Глаза у него были испуганные:

– Ирочка, миленькая, что с тобой?

– Пусти-ка. – Войкова оттеснила Гурьева, бесцеремонно подняла Ирочкин подбородок, оглядела лицо. – Фу-ты, а я уж думала, нагуляла девка от вас… – Окинула оценивающим взглядом всех, включая побледневшего Еремея Осиповича, и заботливо спросила: – Может, отравилась чем? А то, может, того, период такой, бывает…

– Что же ты, девонька? – присела подле Ирочки Кира Евсеевна. – Перегрелась… Ничего. Сейчас компрессик – и поспать…

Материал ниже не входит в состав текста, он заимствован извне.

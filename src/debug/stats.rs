#[cfg(feature = "debug")]
use super::modes::{DebugState, DebugStats};
#[cfg(feature = "debug")]
use crate::effects::PopParticle;
#[cfg(feature = "debug")]
use crate::gameplay::balloons::{BalloonRegistry, PopStats};
#[cfg(feature = "debug")]
use bevy::prelude::*;

/// Exponential moving average, seeded by the first sample.
#[cfg(feature = "debug")]
fn smooth(prev: f32, sample: f32) -> f32 {
    if prev == 0.0 {
        sample
    } else {
        prev * 0.9 + sample * 0.1
    }
}

#[cfg(feature = "debug")]
pub fn debug_stats_collect_system(
    time: Res<Time>,
    mut state: ResMut<DebugState>,
    mut stats: ResMut<DebugStats>,
    registry: Res<BalloonRegistry>,
    pops: Res<PopStats>,
    q_particles: Query<(), With<PopParticle>>,
) {
    state.frame_counter += 1;
    let dt = time.delta_secs().max(1e-6);
    stats.fps = smooth(stats.fps, 1.0 / dt);
    stats.frame_time_ms = smooth(stats.frame_time_ms, dt * 1000.0);
    stats.slots = registry.len();
    stats.live_bodies = registry.live_bodies().count();
    stats.particles = q_particles.iter().count();
    stats.pops = pops.reached_top + pops.clicked;
    stats.respawns = pops.respawned;
}

#[cfg(all(test, feature = "debug"))]
mod tests {
    use super::smooth;

    #[test]
    fn smoothing_seeds_then_blends() {
        assert_eq!(smooth(0.0, 60.0), 60.0);
        assert!((smooth(60.0, 30.0) - 57.0).abs() < 1e-4);
    }
}
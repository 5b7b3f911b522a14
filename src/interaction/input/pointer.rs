use bevy::prelude::*;
use bevy::window::PrimaryWindow;
use bevy_rapier2d::prelude::*;

use crate::core::components::{Balloon, BalloonRadius};
use crate::core::config::GameConfig;
use crate::core::system::system_order::PrePhysicsSet;
use crate::core::viewport::Viewport;
use crate::gameplay::balloons::{
    BalloonRegistry, BalloonSlot, PopCause, PopRequest, SpawnBalloonRequest,
};

#[derive(Clone, Copy, Debug, PartialEq, Eq)]
pub enum PointerButton {
    /// Left mouse / touch: pop or create.
    Primary,
    /// Right mouse: grab and drag.
    Secondary,
}

#[derive(Clone, Copy, Debug, PartialEq, Eq)]
pub enum PointerPhase {
    Pressed,
    Moved,
    Released,
}

/// Pointer activity already converted to world coordinates.
#[derive(Event, Debug, Clone, Copy)]
pub struct PointerAction {
    pub phase: PointerPhase,
    pub button: PointerButton,
    pub world: Vec2,
}

/// Balloon currently held by the pointer.
#[derive(Resource, Default, Debug)]
pub struct DragState {
    pub slot: Option<BalloonSlot>,
    pub body: Option<Entity>,
    pub target: Option<Vec2>,
}

impl DragState {
    pub fn release(&mut self) {
        self.slot = None;
        self.body = None;
        self.target = None;
    }

    pub fn is_active(&self) -> bool {
        self.body.is_some()
    }
}

#[derive(SystemSet, Debug, Hash, PartialEq, Eq, Clone)]
pub struct PointerInputSet;

pub struct PointerPlugin;

impl Plugin for PointerPlugin {
    fn build(&self, app: &mut App) {
        app.init_resource::<DragState>()
            .add_event::<PointerAction>()
            .add_systems(
                Update,
                (
                    read_pointer_input.in_set(PointerInputSet),
                    (handle_pointer_actions, pin_dragged_balloon)
                        .chain()
                        .after(PointerInputSet)
                        .in_set(PrePhysicsSet),
                ),
            );
    }
}

/// Nearest balloon whose circle contains `point`. Equal distances resolve to
/// the lowest slot.
pub fn pick_balloon<I>(point: Vec2, candidates: I) -> Option<(BalloonSlot, Entity)>
where
    I: IntoIterator<Item = (BalloonSlot, Entity, Vec2, f32)>,
{
    let mut best: Option<(BalloonSlot, Entity, f32)> = None;
    for (slot, entity, center, radius) in candidates {
        let d2 = center.distance_squared(point);
        if d2 > radius * radius {
            continue;
        }
        let better = match best {
            None => true,
            Some((best_slot, _, best_d2)) => d2 < best_d2 || (d2 == best_d2 && slot < best_slot),
        };
        if better {
            best = Some((slot, entity, d2));
        }
    }
    best.map(|(slot, entity, _)| (slot, entity))
}

fn read_pointer_input(
    buttons: Res<ButtonInput<MouseButton>>,
    touches: Res<Touches>,
    windows: Query<&Window, With<PrimaryWindow>>,
    viewport: Res<Viewport>,
    mut last_cursor: Local<Option<Vec2>>,
    mut right_held: Local<bool>,
    mut out: EventWriter<PointerAction>,
) {
    let Ok(window) = windows.single() else {
        return;
    };
    let mut emit = |phase, button, page: Vec2| {
        out.write(PointerAction {
            phase,
            button,
            world: viewport.page_to_world(page),
        });
    };

    for touch in touches.iter_just_pressed() {
        emit(PointerPhase::Pressed, PointerButton::Primary, touch.position());
    }
    for touch in touches.iter_just_released() {
        emit(PointerPhase::Released, PointerButton::Primary, touch.position());
    }

    let cursor = window.cursor_position();
    // Releases must land even when the cursor has left the window.
    let release_at = cursor.or(*last_cursor).unwrap_or_default();
    for (button, mapped) in [
        (MouseButton::Left, PointerButton::Primary),
        (MouseButton::Right, PointerButton::Secondary),
    ] {
        if let Some(cursor) = cursor {
            if buttons.just_pressed(button) {
                emit(PointerPhase::Pressed, mapped, cursor);
            }
        }
        if buttons.just_released(button) {
            emit(PointerPhase::Released, mapped, release_at);
        }
    }
    let held = buttons.pressed(MouseButton::Right);
    if *right_held && !held && !buttons.just_released(MouseButton::Right) {
        emit(PointerPhase::Released, PointerButton::Secondary, release_at);
    }
    *right_held = held;

    let Some(cursor) = cursor else {
        return;
    };
    if *last_cursor != Some(cursor) {
        *last_cursor = Some(cursor);
        if held {
            emit(PointerPhase::Moved, PointerButton::Secondary, cursor);
        }
    }
}

fn handle_pointer_actions(
    mut actions: EventReader<PointerAction>,
    registry: Res<BalloonRegistry>,
    bodies: Query<(&Transform, &BalloonRadius), With<Balloon>>,
    mut drag: ResMut<DragState>,
    cfg: Res<GameConfig>,
    mut pops: EventWriter<PopRequest>,
    mut spawns: EventWriter<SpawnBalloonRequest>,
) {
    for action in actions.read() {
        match (action.phase, action.button) {
            (PointerPhase::Pressed, PointerButton::Primary) => {
                let hit = pick_balloon(action.world, live_candidates(&registry, &bodies));
                match hit {
                    Some((slot, _)) => {
                        pops.write(PopRequest {
                            slot,
                            cause: PopCause::Clicked,
                        });
                    }
                    None => {
                        spawns.write(SpawnBalloonRequest {
                            position: action.world,
                        });
                    }
                }
            }
            (PointerPhase::Pressed, PointerButton::Secondary) => {
                if !cfg.interactions.drag_enabled {
                    continue;
                }
                if let Some((slot, body)) =
                    pick_balloon(action.world, live_candidates(&registry, &bodies))
                {
                    drag.slot = Some(slot);
                    drag.body = Some(body);
                    drag.target = Some(action.world);
                    debug!(target: "input", "grabbed slot {}", slot.0);
                }
            }
            (PointerPhase::Moved, PointerButton::Secondary) => {
                if drag.is_active() {
                    drag.target = Some(action.world);
                }
            }
            (PointerPhase::Released, PointerButton::Secondary) => {
                if let Some(slot) = drag.slot {
                    debug!(target: "input", "released slot {}", slot.0);
                }
                drag.release();
            }
            _ => {}
        }
    }
}

fn live_candidates(
    registry: &BalloonRegistry,
    bodies: &Query<(&Transform, &BalloonRadius), With<Balloon>>,
) -> Vec<(BalloonSlot, Entity, Vec2, f32)> {
    registry
        .live_bodies()
        .filter_map(|(slot, body)| {
            let (tf, radius) = bodies.get(body).ok()?;
            Some((slot, body, tf.translation.truncate(), radius.0))
        })
        .collect()
}

/// Holds the grabbed body at the pointer, overriding the simulation.
fn pin_dragged_balloon(
    mut drag: ResMut<DragState>,
    registry: Res<BalloonRegistry>,
    mut bodies: Query<(&mut Transform, &mut Velocity), With<Balloon>>,
) {
    let (Some(slot), Some(body), Some(target)) = (drag.slot, drag.body, drag.target) else {
        return;
    };
    // The body may have popped and been replaced since it was grabbed.
    if registry.body(slot) != Some(body) {
        drag.release();
        return;
    }
    let Ok((mut tf, mut vel)) = bodies.get_mut(body) else {
        drag.release();
        return;
    };
    tf.translation.x = target.x;
    tf.translation.y = target.y;
    vel.linvel = Vec2::ZERO;
    vel.angvel = 0.0;
}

Она обмакнула в протянутую Надей кружку бинт, положила на лоб Ирочке, и та неохотно прикрыла глаза, обижаясь на самоё себя и борясь с новым приступом…

Её рвало ещё несколько раз, и намеченный на вечер выход пришлось отложить.

Гурьев с Сирошем всё же собрали рюкзаки, готовые в любую минуту вновь уйти в пески.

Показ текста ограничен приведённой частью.